I never paid my mother any mind, not even as a child. I must’ve been born that way. I did know that she meant the best for us girls, that she never wanted to see us work too hard or struggle in life. Growing up, she told us girls to marry a fellow with his mind set on a profession, or one who came from good stock, and that if we did, we would never have to lift a finger. There was something so irksome about the way she looked at life, I’d as soon stop up my ears than listen to Mom’s version of happily ever after. She was by my side, with her loving and watchful care, with her dreams, but she never realized that all the while I was already struggling. I was struggling against her motherly goals for my life of idleness and ease. I wanted to earn my keep in this world, work hard as I needed to, to see the results of my work and to be proud of them.
Through the spring of my junior year in high school, my mother prayed that God would lead Jerry Higgs to propose. I heard her morning and evening, adding that plan to the sad, sweet list of bedridden relatives and community members she prayed for. Praise God, if He was listening, He did not show His will in that regard. That prospect filled me with dread. Jerry Higgs did not impress me. To spare my mother distress, I pretended to like talking to him, but whenever I said anything, it didn’t feel like me talking, the real me. Every word that came out of my mouth felt pitiful, like a script from a TV show or phony words from some book written fifty years ago for only girls to read. It did not make a bit
of difference what I said to Jerry Higgs anyway, I barely got a word in edgewise.

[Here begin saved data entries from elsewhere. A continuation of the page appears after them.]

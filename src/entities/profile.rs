//! Profile entity - one row of settings per named profile.
//!
//! The name is the primary key; items point at it through `profile_name`.

use crate::core::wait::WaitPreset;
use sea_orm::entity::prelude::*;
use serde::{Deserialize, Serialize};

/// Profile database model
#[derive(Clone, Debug, PartialEq, Eq, DeriveEntityModel, Serialize, Deserialize)]
#[sea_orm(table_name = "profiles")]
pub struct Model {
    /// Profile name, unique
    #[sea_orm(primary_key, auto_increment = false)]
    pub name: String,
    /// Hourly wage exactly as entered
    pub hourly_wage: String,
    /// Currency symbol
    pub currency: String,
    /// Default wait preset for new items
    pub default_wait_preset: WaitPreset,
    /// Default custom hours, empty unless the preset is `custom`
    pub default_wait_custom_hours: String,
    /// ntfy server base URL
    pub ntfy_endpoint: String,
    /// ntfy topic
    pub ntfy_topic: String,
    /// Last settings save
    pub updated_at: DateTimeWithTimeZone,
}

/// Items reference profiles by name without a foreign key, so a rename can
/// repoint both tables inside one transaction in any order.
#[derive(Copy, Clone, Debug, EnumIter, DeriveRelation)]
pub enum Relation {}

impl ActiveModelBehavior for ActiveModel {}
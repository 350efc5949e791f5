use dotenvy::dotenv;
use impulse_pause::{
    app::App,
    config::{AppConfig, database},
    errors::{Error, Result},
    notify::{Dispatcher, NtfyNotifier},
    scheduler,
    store::{MemoryStore, SqliteStore, WaitlistStore},
};
use std::sync::Arc;
use tracing::{error, info, warn};
use tracing_subscriber::EnvFilter;

#[tokio::main]
async fn main() -> Result<()> {
    // 1. Load .env before anything reads the environment
    dotenv().ok();

    // 2. Initialize tracing
    tracing_subscriber::fmt()
        .with_env_filter(
            EnvFilter::try_from_default_env().unwrap_or_else(|_| EnvFilter::new("info")),
        )
        .init();

    // 3. Load configuration
    let config = AppConfig::load()
        .inspect_err(|e| error!("Failed to load configuration: {}", e))?;
    info!(
        dashboard_url = %config.dashboard_url,
        interval_secs = config.promotion_interval_secs,
        "configuration loaded"
    );

    // 4. Open the store
    let store: Arc<dyn WaitlistStore> = match &config.database_url {
        Some(url) => {
            let db = database::connect_and_migrate(url)
                .await
                .inspect_err(|e| error!("Failed to initialize database: {}", e))?;
            Arc::new(SqliteStore::new(db))
        }
        None => {
            warn!("DATABASE_URL not set; data will not survive a restart");
            Arc::new(MemoryStore::new())
        }
    };

    // 5. Build the core and start the promotion loop
    let notifier = NtfyNotifier::new().map_err(|e| Error::Config {
        message: e.to_string(),
    })?;
    let dispatcher = Dispatcher::new(Arc::new(notifier), config.dashboard_url.clone());
    let app = Arc::new(App::new(store, dispatcher, &config.default_profile).await?);
    let promoter = scheduler::spawn_promotion_loop(Arc::clone(&app), config.promotion_interval());

    // 6. Run until interrupted
    tokio::signal::ctrl_c().await?;
    info!("shutting down");
    promoter.abort();

    Ok(())
}
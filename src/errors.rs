//! Unified error types for the waitlist core.
//!
//! Validation and conflict errors carry the human-readable message shown to
//! the user. Notification delivery has its own error type in [`crate::notify`]
//! and never surfaces here.

use thiserror::Error;

/// Crate-wide error type.
#[derive(Debug, Error)]
pub enum Error {
    /// Bad configuration (missing or unparseable settings)
    #[error("Configuration error: {message}")]
    Config {
        /// What went wrong
        message: String,
    },

    /// Well-formed request that failed input validation
    #[error("{message}")]
    Validation {
        /// Message suitable for display next to the form
        message: String,
    },

    /// Input was valid but the current state forbids the operation
    #[error("{message}")]
    Conflict {
        /// Message suitable for display
        message: String,
    },

    /// No item with this ID in the active profile
    #[error("Item not found: {id}")]
    ItemNotFound {
        /// The requested item ID
        id: i64,
    },

    /// No profile with this name
    #[error("Profile not found: {name}")]
    ProfileNotFound {
        /// The requested profile name
        name: String,
    },

    /// Store failure
    #[error("Database error: {0}")]
    Database(#[from] sea_orm::DbErr),

    /// Filesystem failure (database directory creation, config file)
    #[error("I/O error: {0}")]
    Io(#[from] std::io::Error),
}

impl Error {
    /// Shorthand for a [`Error::Validation`].
    pub fn validation(message: impl Into<String>) -> Self {
        Self::Validation {
            message: message.into(),
        }
    }

    /// Shorthand for a [`Error::Conflict`].
    pub fn conflict(message: impl Into<String>) -> Self {
        Self::Conflict {
            message: message.into(),
        }
    }
}

/// Convenience `Result` type
pub type Result<T> = std::result::Result<T, Error>;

One afternoon before I started going with Lux, Jerry followed me to the bus line and asked if he could drive me home. He had a gold Chevy Nova that his daddy, Jerry Sr., a hotshot at Consolidation Coal, had bought him for Christmas. His mother was my math teacher, and it entered my mind that things could get uncomfortable in class if I refused to take a ride from her son. I also knew my mother would want me to. Jerry revved the engine, popped the clutch, and the wheels of the car spun mud and gravel all over the school parking lot. I swear he thought he was Steve McQueen, speeding around corners, never paying attention to any of the road signs that showed speed limits or twisty roads up ahead. All the while he ran his jaw about how he was headed to West Virginia University and planned to go on to medical school. Seemed like he never cared to hear what I had to say back.
Halfway home, Jerry stopped at a pull-off on the top of Peckinpaw Ridge and began to slide himself over to my side of the front seat. I inched away until I was crammed against the door handle on my side of the car. He acted like I should let him put his pudgy roamin’ hands up my skirt because someday he would be a medical doctor, and because he had such a shiny new Chevy to drive around in. His breath smelled sour like overripe onions. Worst of all was this blank, greedy look in his eyes that put me in mind of a boar hog, ready to gobble down his evening feed before he even checked to see what was set out before him. I crossed my arms over my chest, and my legs clamped themselves together. Then I said, “Take me home right now, Dr. Higgs, or I will walk and get there just fine on my own.” Those were the last words I ever said to him, but I did not only blame Jerry Higgs. I blamed myself, too. The time for make-believe was over.